▶ [Work instructions]
What you return must match the listing word for word.

▶ [Material supplied]
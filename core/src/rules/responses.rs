#![deny(missing_docs)]

//! # Error Response Injection
//!
//! Forces every `responses` mapping to carry the canonical error body for a
//! given status code.

use crate::engine::Mapping;
use crate::error::AppResult;
use crate::rules::Rule;
use serde_json::{json, Value};
use tracing::debug;

/// Builds the canonical error response body with the given description.
///
/// The body is a JSON object with a required integer `code` and a required
/// string `error`.
pub fn canonical_error_response(description: &str) -> Value {
    json!({
        "description": description,
        "content": {
            "application/json": {
                "schema": {
                    "type": "object",
                    "properties": {
                        "code": { "description": "http error code", "type": "integer" },
                        "error": { "description": "http error reason", "type": "string" }
                    },
                    "required": ["code", "error"]
                }
            }
        }
    })
}

/// Overwrites `responses[status]` whenever it differs from `body`.
#[derive(Debug, Clone)]
pub struct InjectErrorResponse {
    name: String,
    status: String,
    body: Value,
}

impl InjectErrorResponse {
    /// Builds an injector for an arbitrary status code.
    pub fn new(status: &str, body: Value) -> Self {
        Self {
            name: format!("inject-{status}-response"),
            status: status.to_string(),
            body,
        }
    }

    /// `400` with the "invalid request arguments" body.
    pub fn bad_request() -> Self {
        Self::new("400", canonical_error_response("invalid request arguments"))
    }

    /// `404` with the "not found" body.
    pub fn not_found() -> Self {
        Self::new("404", canonical_error_response("not found"))
    }

    /// The status code this rule injects.
    pub fn status(&self) -> &str {
        &self.status
    }
}

impl Rule for InjectErrorResponse {
    fn name(&self) -> &str {
        &self.name
    }

    fn matches(&self, parent: &Mapping, key: &str) -> bool {
        key == "responses"
            && parent[key]
                .as_object()
                .is_some_and(|responses| responses.get(&self.status) != Some(&self.body))
    }

    fn mutate(&self, parent: &mut Mapping, key: &str) -> AppResult<()> {
        if let Some(responses) = parent.get_mut(key).and_then(Value::as_object_mut) {
            debug!("Found responses and setting {}", self.status);
            responses.insert(self.status.clone(), self.body.clone());
        }
        Ok(())
    }
}
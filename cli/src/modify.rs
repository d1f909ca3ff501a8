#![deny(missing_docs)]

//! # Modify Commands
//!
//! Normalize fragment sources in place.
//!
//! - `modify-paths`: REST path fragments get the canonical 400 response (and
//!   404 when the file name carries a `{param}`), then the schema defaults.
//! - `modify-db`: entity schemas get every property required, then the schema
//!   defaults.

use crate::fragments::{file_name_of, fragment_files};
use crate::settings::RuleArgs;
use oasfix_core::assembly::{is_parameterized, read_document, write_document};
use oasfix_core::{AppResult, Pipeline};
use serde_json::Value;
use std::path::{Path, PathBuf};
use tracing::info;

/// Arguments for the modify commands.
#[derive(clap::Args, Debug, Clone)]
pub struct ModifyArgs {
    /// Directory of fragment files, rewritten in place.
    pub dir: PathBuf,

    #[clap(flatten)]
    pub rules: RuleArgs,
}

/// Normalizes every REST path fragment in `args.dir`.
pub fn execute_paths(args: &ModifyArgs) -> AppResult<()> {
    info!("Modifying REST path schemas in {}", args.dir.display());
    let config = args.rules.resolve()?;

    let mut normalized = Vec::new();
    for file in fragment_files(&args.dir)? {
        let pipeline = Pipeline::rest_path(&config, is_parameterized(file_name_of(&file)?));
        let spec = normalize_file(&file, &pipeline)?;
        normalized.push((file, spec));
    }

    write_all(&normalized)
}

/// Normalizes every entity schema in `args.dir`.
pub fn execute_db(args: &ModifyArgs) -> AppResult<()> {
    info!("Modifying DB schemas in {}", args.dir.display());
    let pipeline = Pipeline::db_schema(&args.rules.resolve()?);

    let mut normalized = Vec::new();
    for file in fragment_files(&args.dir)? {
        let spec = normalize_file(&file, &pipeline)?;
        normalized.push((file, spec));
    }

    write_all(&normalized)
}

fn normalize_file(path: &Path, pipeline: &Pipeline) -> AppResult<Value> {
    let mut spec = read_document(path)?;
    let reports = pipeline.run(&mut spec)?;

    let total: usize = reports.iter().map(|r| r.mutations).sum();
    info!("{}: {} change(s)", path.display(), total);

    Ok(spec)
}

/// Writes only once every file in the batch has been normalized.
fn write_all(normalized: &[(PathBuf, Value)]) -> AppResult<()> {
    for (path, spec) in normalized {
        write_document(path, spec)?;
    }
    Ok(())
}
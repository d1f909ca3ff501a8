#![deny(missing_docs)]

//! # Assembly Helpers
//!
//! Pure building blocks for the assembly drivers: directive parsing, path
//! naming and canonical document I/O.

pub mod directive;
pub mod output;
pub mod paths;

pub use directive::{Directive, INGEST_FILE_CONTENTS, MAKE_PATHS_FROM_DIR};
pub use output::{read_document, to_pretty_json, write_document};
pub use paths::{is_parameterized, major_version_of, sort_paths, PathNaming, ROOT_STEM};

▶ [Result]
filename core/src/rules/responses.rs
#![deny(missing_docs)]

//! # Error Response Injection
//!
//! Forces every `responses` mapping to carry the canonical error body for a
//! given status code.

use crate::engine::Mapping;
use crate::error::AppResult;
use crate::rules::Rule;
use serde_json::{json, Value};
use tracing::debug;

/// Builds the canonical error response body with the given description.
///
/// The body is a JSON object with a required integer `code` and a required
/// string `error`.
pub fn canonical_error_response(description: &str) -> Value {
    json!({
        "description": description,
        "content": {
            "application/json": {
                "schema": {
                    "type": "object",
                    "properties": {
                        "code": { "description": "http error code", "type": "integer" },
                        "error": { "description": "http error reason", "type": "string" }
                    },
                    "required": ["code", "error"]
                }
            }
        }
    })
}

/// Overwrites `responses[status]` whenever it differs from `body`.
#[derive(Debug, Clone)]
pub struct InjectErrorResponse {
    name: String,
    status: String,
    body: Value,
}

impl InjectErrorResponse {
    /// Builds an injector for an arbitrary status code.
    pub fn new(status: &str, body: Value) -> Self {
        Self {
            name: format!("inject-{status}-response"),
            status: status.to_string(),
            body,
        }
    }

    /// `400` with the "invalid request arguments" body.
    pub fn bad_request() -> Self {
        Self::new("400", canonical_error_response("invalid request arguments"))
    }

    /// `404` with the "not found" body.
    pub fn not_found() -> Self {
        Self::new("404", canonical_error_response("not found"))
    }

    /// The status code this rule injects.
    pub fn status(&self) -> &str {
        &self.status
    }
}

impl Rule for InjectErrorResponse {
    fn name(&self) -> &str {
        &self.name
    }

    fn matches(&self, parent: &Mapping, key: &str) -> bool {
        key == "responses"
            && parent[key]
                .as_object()
                .is_some_and(|responses| responses.get(&self.status) != Some(&self.body))
    }

    fn mutate(&self, parent: &mut Mapping, key: &str) -> AppResult<()> {
        if let Some(responses) = parent.get_mut(key).and_then(Value::as_object_mut) {
            debug!("Found responses and setting {}", self.status);
            responses.insert(self.status.clone(), self.body.clone());
        }
        Ok(())
    }
}
filename cli/src/modify.rs
repository d1f909ca3ff501a8
#![deny(missing_docs)]

//! # Modify Commands
//!
//! Normalize fragment sources in place.
//!
//! - `modify-paths`: REST path fragments get the canonical 400 response (and
//!   404 when the file name carries a `{param}`), then the schema defaults.
//! - `modify-db`: entity schemas get every property required, then the schema
//!   defaults.

use crate::fragments::{file_name_of, fragment_files};
use crate::settings::RuleArgs;
use oasfix_core::assembly::{is_parameterized, read_document, write_document};
use oasfix_core::{AppResult, Pipeline};
use serde_json::Value;
use std::path::{Path, PathBuf};
use tracing::info;

/// Arguments for the modify commands.
#[derive(clap::Args, Debug, Clone)]
pub struct ModifyArgs {
    /// Directory of fragment files, rewritten in place.
    pub dir: PathBuf,

    #[clap(flatten)]
    pub rules: RuleArgs,
}

/// Normalizes every REST path fragment in `args.dir`.
pub fn execute_paths(args: &ModifyArgs) -> AppResult<()> {
    info!("Modifying REST path schemas in {}", args.dir.display());
    let config = args.rules.resolve()?;

    let mut normalized = Vec::new();
    for file in fragment_files(&args.dir)? {
        let pipeline = Pipeline::rest_path(&config, is_parameterized(file_name_of(&file)?));
        let spec = normalize_file(&file, &pipeline)?;
        normalized.push((file, spec));
    }

    write_all(&normalized)
}

/// Normalizes every entity schema in `args.dir`.
pub fn execute_db(args: &ModifyArgs) -> AppResult<()> {
    info!("Modifying DB schemas in {}", args.dir.display());
    let pipeline = Pipeline::db_schema(&args.rules.resolve()?);

    let mut normalized = Vec::new();
    for file in fragment_files(&args.dir)? {
        let spec = normalize_file(&file, &pipeline)?;
        normalized.push((file, spec));
    }

    write_all(&normalized)
}

fn normalize_file(path: &Path, pipeline: &Pipeline) -> AppResult<Value> {
    let mut spec = read_document(path)?;
    let reports = pipeline.run(&mut spec)?;

    let total: usize = reports.iter().map(|r| r.mutations).sum();
    info!("{}: {} change(s)", path.display(), total);

    Ok(spec)
}

/// Writes only once every file in the batch has been normalized.
fn write_all(normalized: &[(PathBuf, Value)]) -> AppResult<()> {
    for (path, spec) in normalized {
        write_document(path, spec)?;
    }
    Ok(())
}
repository d1f909ca3ff501a8
#![deny(missing_docs)]

//! # Assembly Helpers
//!
//! Pure building blocks for the assembly drivers: directive parsing, path
//! naming and canonical document I/O.

pub mod directive;
pub mod output;
pub mod paths;

pub use directive::{Directive, INGEST_FILE_CONTENTS, MAKE_PATHS_FROM_DIR};
pub use output::{read_document, to_pretty_json, write_document};
pub use paths::{is_parameterized, major_version_of, sort_paths, PathNaming, ROOT_STEM};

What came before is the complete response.